Jim has a girlfriend in Mexico, Martha (Tammy Trull) that he wants to marry and bring across the border. That is why he’s so desperate for work.
This is extremely fast paced, skillfully cut and very rough. It gives an excellent impression of things spinning out of control, which they do for Jim.
While waiting to see if he’s been accepted into the LAPD Jim goes about his business, which largely consists of petty crime, drinking, smoking pot, waving his gun around and getting his friend Mike into trouble. Jim has the kind of bad dreams that you wake up from shaking, sweating and screaming, but insists that he’s fine.
Whatever his experiences were in the war they have certainly left him with a bad case of post traumatic stress but judging from what his friends say about him he’s always been a little wild and this merely seems to add to that.
In comparison to the life Jim’s living in LA, the girlfriend Martha’s place in Mexico is very much a paradise. Low tech, few people, poor, but hopeful.
Watching Bale I am again amazed at how good he really is at this kind of thing. The Spanish is perfect, his accent never slips. He can portray a guy that goes crashing through five emotions in thirty seconds and lands at violence with diabolical accuracy. Jim loses control over small things, but remains disturbingly calm in the face of guns and violence, of which there is plenty.
His friend Mike only wants to get a job and make his wife happy, but you can see how he gets swept up in Jim’s wake.
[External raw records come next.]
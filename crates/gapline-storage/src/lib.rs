//! # gapline-storage: Durable client state
//!
//! Three independent stores, all living in one session directory:
//!
//! ```text
//! {session_dir}/
//! ├── updates.state.jsonl   <- SequenceState per stream   (StateStore)
//! ├── peers.jsonl           <- PeerRecord per peer        (PeerCache)
//! └── session.json          <- opaque credential blob     (SessionStore)
//! ```
//!
//! The state and peer stores are append-only logs replayed into memory on
//! open. Every write is `fsync`ed before it becomes visible, so a crash
//! loses at most the write that was in progress.

use std::fs;
use std::path::{Path, PathBuf};
use std::sync::Arc;

mod error;
mod log;
mod peers;
mod session;
mod state;

pub use error::StorageError;
pub use peers::{PeerCache, PeerScan, PeerStore};
pub use session::SessionStore;
pub use state::{SequenceStateStore, StateStore};

/// Sequence state log filename.
pub const STATE_FILENAME: &str = "updates.state.jsonl";

/// Peer cache log filename.
pub const PEERS_FILENAME: &str = "peers.jsonl";

/// Session blob filename.
pub const SESSION_FILENAME: &str = "session.json";

/// All durable stores of one session directory.
///
/// Each store is shared with running tasks, hence the `Arc`s.
#[derive(Clone)]
pub struct Stores {
    pub dir: PathBuf,
    pub state: Arc<StateStore>,
    pub peers: Arc<PeerCache>,
    pub session: Arc<SessionStore>,
}

impl Stores {
    /// Opens every store under `dir`, creating the directory if needed.
    pub fn open(dir: impl AsRef<Path>) -> Result<Self, StorageError> {
        let dir = dir.as_ref().to_path_buf();
        fs::create_dir_all(&dir)?;
        Ok(Self {
            state: Arc::new(StateStore::open(dir.join(STATE_FILENAME))?),
            peers: Arc::new(PeerCache::open(dir.join(PEERS_FILENAME))?),
            session: Arc::new(SessionStore::new(dir.join(SESSION_FILENAME))),
            dir,
        })
    }

    /// Stores that are never persisted, for tests and dry runs.
    pub fn in_memory() -> Self {
        Self {
            dir: PathBuf::new(),
            state: Arc::new(StateStore::in_memory()),
            peers: Arc::new(PeerCache::in_memory()),
            session: Arc::new(SessionStore::in_memory()),
        }
    }

    /// Closes both logs, returning the first error after trying both.
    pub fn close(&self) -> Result<(), StorageError> {
        let state = self.state.close();
        let peers = self.peers.close();
        state.and(peers)
    }
}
Rodriguez does a good job as well as the “straight man”, not that that’s a completely correct term here. But watching his reactions to Jim you can see how close to the whirlwind he’s standing and how it affects him. He comes close to losing his wife and everything he’s worked for as a consequence of this friendship.
Right from the get go you get the sense that this is a downward spiral, spinning hard. Jim can’t wait to selfdestruct and the only question is how many he will take with him and that makes it painful to watch.
The brief respite Jim and Mike get in Mexico is as close to idyllic as anything can get, right up to the point where Jim’s demons take over. At that point he has been offered a job by the Feds as a “contact” in Colombia and he refers to himself as “a soldier of the apocalypse”. He has been adviced that he shouldn’t marry, so he’s going to have to forsake the only good thing in his life, Martha, in order to get a job.
His friends tell him that he’s making the wrong choice. It’s obvious to anyone that he’s making the wrong choice.
At the same time there is no way he’s going to be able to hold on to the normal life he thought he wanted, too badly damaged already. He makes the choice most likely to get him killed and even then it can’t seem to happen fast enough.When Martha tells him she’s pregnant, he snaps.
In the end Jim never even makes it to the training facility in Georgia, circumstance eat him alive before then. And it has some very bad ramifications for Mike as well.
All in all, this is a movie for those who don’t have a problem with violence and moral ambiguity, or a lead character who is actually not very likable. The dialogue is rife with derogatory comments on any- and everything, up to and including the law enforcement, which is not portrayed in a very favourable light here.
To me this movie stands and falls with Bale and Rodriguez. Had it not been for these two actors this could have been a total dud.